## TASK DETAILS
Copy out every line from the records that includes "DrawPath".

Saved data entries
+--
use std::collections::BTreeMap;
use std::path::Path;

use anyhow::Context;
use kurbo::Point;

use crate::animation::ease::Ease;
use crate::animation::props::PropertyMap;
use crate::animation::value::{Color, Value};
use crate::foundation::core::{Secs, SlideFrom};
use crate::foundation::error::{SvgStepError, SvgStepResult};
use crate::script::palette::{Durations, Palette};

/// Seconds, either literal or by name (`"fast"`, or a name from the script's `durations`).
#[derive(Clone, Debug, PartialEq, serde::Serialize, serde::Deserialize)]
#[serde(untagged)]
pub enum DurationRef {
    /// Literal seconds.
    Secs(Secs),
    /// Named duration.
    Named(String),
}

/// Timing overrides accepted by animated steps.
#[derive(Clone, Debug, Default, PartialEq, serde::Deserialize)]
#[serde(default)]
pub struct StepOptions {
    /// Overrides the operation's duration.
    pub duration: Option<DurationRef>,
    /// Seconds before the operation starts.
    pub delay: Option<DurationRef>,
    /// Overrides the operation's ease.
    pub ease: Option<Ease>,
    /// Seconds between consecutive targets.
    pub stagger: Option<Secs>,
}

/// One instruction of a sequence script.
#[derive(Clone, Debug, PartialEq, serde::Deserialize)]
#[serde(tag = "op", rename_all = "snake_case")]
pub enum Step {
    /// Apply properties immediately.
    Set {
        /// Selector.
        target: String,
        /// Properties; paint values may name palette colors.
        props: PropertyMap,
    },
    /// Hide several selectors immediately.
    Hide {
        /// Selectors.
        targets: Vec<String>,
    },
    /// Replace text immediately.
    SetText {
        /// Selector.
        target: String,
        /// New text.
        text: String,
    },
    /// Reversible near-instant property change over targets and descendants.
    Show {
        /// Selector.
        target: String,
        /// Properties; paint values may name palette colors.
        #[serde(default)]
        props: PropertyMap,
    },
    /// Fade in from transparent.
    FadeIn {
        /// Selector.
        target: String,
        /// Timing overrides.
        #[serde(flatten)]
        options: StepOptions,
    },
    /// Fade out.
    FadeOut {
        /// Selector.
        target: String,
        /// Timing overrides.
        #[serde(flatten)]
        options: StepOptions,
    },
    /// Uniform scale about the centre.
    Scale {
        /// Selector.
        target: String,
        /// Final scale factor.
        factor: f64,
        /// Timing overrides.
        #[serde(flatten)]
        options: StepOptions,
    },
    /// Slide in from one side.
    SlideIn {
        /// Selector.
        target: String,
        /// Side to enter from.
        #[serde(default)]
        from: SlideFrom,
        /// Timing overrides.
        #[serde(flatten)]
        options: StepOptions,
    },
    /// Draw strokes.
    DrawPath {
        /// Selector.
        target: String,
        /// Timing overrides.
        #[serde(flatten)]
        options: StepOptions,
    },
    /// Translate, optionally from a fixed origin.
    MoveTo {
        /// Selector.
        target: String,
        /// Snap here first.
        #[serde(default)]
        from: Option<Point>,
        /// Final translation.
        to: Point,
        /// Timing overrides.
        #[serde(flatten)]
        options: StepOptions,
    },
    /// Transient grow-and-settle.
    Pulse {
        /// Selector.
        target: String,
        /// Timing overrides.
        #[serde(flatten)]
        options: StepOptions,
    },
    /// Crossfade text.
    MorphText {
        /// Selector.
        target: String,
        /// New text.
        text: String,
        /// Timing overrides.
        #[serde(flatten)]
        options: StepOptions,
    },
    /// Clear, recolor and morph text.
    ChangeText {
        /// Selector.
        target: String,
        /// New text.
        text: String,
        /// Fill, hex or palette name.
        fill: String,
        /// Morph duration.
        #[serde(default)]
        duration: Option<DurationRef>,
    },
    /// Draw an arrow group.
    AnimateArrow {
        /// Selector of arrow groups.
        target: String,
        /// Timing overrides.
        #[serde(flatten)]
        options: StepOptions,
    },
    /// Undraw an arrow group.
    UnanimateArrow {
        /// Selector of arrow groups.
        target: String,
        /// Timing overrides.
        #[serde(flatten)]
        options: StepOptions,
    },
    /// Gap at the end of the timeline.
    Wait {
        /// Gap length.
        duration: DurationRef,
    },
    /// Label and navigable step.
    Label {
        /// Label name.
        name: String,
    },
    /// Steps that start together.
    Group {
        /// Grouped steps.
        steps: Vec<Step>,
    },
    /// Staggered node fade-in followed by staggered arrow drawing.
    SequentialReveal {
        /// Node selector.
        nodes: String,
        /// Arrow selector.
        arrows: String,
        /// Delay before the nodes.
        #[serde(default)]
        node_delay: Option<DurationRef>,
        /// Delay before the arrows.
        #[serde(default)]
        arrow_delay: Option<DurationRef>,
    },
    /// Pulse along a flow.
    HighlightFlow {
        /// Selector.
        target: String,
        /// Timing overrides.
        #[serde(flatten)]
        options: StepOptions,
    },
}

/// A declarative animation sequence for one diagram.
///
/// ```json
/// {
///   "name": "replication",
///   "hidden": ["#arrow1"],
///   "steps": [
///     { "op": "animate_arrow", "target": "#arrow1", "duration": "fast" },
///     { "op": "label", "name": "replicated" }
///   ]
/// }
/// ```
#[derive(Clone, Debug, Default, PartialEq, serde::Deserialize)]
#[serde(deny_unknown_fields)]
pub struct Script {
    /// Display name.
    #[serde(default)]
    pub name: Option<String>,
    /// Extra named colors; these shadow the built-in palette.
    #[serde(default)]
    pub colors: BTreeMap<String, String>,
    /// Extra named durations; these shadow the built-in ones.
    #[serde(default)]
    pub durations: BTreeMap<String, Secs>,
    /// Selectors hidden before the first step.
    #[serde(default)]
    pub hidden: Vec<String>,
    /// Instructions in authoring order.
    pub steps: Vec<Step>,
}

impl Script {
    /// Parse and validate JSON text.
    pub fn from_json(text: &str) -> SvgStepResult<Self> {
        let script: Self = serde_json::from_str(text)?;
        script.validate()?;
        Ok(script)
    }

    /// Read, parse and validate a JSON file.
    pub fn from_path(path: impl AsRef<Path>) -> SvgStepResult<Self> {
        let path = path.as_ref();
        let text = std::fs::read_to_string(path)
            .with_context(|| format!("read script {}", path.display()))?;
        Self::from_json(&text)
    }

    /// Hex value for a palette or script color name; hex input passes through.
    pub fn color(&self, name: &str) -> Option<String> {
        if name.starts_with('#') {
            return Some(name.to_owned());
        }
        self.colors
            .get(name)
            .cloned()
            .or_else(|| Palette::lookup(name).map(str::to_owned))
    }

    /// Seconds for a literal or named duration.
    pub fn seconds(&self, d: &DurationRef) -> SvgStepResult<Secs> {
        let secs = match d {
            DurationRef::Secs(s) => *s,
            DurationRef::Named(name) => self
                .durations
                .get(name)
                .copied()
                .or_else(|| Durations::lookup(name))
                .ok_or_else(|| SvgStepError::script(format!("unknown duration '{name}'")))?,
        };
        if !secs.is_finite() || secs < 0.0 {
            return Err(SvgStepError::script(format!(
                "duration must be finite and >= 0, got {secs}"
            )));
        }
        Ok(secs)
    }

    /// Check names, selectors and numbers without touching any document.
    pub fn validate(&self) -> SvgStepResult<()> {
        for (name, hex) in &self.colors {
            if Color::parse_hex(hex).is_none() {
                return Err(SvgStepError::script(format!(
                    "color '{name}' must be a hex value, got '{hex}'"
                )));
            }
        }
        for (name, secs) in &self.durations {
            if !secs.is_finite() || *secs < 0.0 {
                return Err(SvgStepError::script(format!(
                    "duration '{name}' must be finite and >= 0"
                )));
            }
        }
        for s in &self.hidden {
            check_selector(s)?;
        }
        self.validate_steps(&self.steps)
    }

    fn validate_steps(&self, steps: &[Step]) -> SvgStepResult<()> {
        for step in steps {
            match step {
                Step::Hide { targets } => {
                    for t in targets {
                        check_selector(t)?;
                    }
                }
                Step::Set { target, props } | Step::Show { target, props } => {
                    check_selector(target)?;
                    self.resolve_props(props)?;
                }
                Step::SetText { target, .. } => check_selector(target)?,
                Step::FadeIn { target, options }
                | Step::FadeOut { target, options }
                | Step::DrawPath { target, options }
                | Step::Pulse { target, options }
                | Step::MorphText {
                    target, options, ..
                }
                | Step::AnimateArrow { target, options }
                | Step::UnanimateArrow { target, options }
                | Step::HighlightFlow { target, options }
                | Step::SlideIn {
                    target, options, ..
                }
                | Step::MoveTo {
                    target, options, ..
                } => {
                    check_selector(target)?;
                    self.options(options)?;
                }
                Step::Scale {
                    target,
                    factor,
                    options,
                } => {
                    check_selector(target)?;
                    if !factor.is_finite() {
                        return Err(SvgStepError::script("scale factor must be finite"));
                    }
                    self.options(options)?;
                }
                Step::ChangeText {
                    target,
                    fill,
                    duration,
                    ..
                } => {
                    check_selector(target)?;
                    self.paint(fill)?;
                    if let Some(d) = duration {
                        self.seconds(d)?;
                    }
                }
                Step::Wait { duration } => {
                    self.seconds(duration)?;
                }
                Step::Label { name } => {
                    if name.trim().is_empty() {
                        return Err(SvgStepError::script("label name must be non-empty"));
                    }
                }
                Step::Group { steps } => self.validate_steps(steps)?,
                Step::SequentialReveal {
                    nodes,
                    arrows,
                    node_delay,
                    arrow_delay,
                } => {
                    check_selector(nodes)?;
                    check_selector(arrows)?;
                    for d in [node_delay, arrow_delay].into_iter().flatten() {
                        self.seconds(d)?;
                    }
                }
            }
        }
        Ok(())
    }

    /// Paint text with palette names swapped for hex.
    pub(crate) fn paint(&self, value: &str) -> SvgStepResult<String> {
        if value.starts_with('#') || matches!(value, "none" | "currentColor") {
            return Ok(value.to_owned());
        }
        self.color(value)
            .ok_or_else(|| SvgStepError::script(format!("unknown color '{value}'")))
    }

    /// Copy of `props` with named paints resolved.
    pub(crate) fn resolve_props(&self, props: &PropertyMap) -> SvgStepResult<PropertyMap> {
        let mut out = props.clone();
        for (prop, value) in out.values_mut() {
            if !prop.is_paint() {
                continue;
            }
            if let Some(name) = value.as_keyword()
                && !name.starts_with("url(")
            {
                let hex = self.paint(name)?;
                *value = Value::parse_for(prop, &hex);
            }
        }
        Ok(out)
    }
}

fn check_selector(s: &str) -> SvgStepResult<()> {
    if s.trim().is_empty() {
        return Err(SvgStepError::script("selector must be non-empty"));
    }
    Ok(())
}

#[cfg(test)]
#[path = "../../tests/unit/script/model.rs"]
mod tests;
+--
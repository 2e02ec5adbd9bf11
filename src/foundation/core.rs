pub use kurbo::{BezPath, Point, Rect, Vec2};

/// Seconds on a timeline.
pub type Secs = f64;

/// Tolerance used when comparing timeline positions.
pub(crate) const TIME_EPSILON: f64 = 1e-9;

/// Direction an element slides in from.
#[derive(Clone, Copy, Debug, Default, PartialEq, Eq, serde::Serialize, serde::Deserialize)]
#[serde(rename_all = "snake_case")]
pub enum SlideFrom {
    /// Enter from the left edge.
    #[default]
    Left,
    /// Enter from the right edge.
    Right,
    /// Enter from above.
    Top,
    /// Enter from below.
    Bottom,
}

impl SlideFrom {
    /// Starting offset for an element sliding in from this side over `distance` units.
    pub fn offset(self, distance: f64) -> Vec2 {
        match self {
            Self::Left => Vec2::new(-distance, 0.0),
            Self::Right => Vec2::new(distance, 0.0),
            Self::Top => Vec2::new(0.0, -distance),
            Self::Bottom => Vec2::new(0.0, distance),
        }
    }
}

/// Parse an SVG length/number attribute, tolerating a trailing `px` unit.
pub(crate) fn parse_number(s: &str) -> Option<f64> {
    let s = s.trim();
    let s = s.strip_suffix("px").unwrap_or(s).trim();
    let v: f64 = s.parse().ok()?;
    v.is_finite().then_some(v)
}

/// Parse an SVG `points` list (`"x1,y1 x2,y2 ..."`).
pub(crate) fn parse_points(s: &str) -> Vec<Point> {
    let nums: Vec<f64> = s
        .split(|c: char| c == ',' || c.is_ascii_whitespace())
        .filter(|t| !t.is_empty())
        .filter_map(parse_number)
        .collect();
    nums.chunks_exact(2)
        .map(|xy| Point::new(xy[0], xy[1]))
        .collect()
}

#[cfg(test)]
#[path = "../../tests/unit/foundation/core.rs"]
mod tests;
+--
## EXPECTED ANSWER
    DrawPath {
                | Step::DrawPath { target, options }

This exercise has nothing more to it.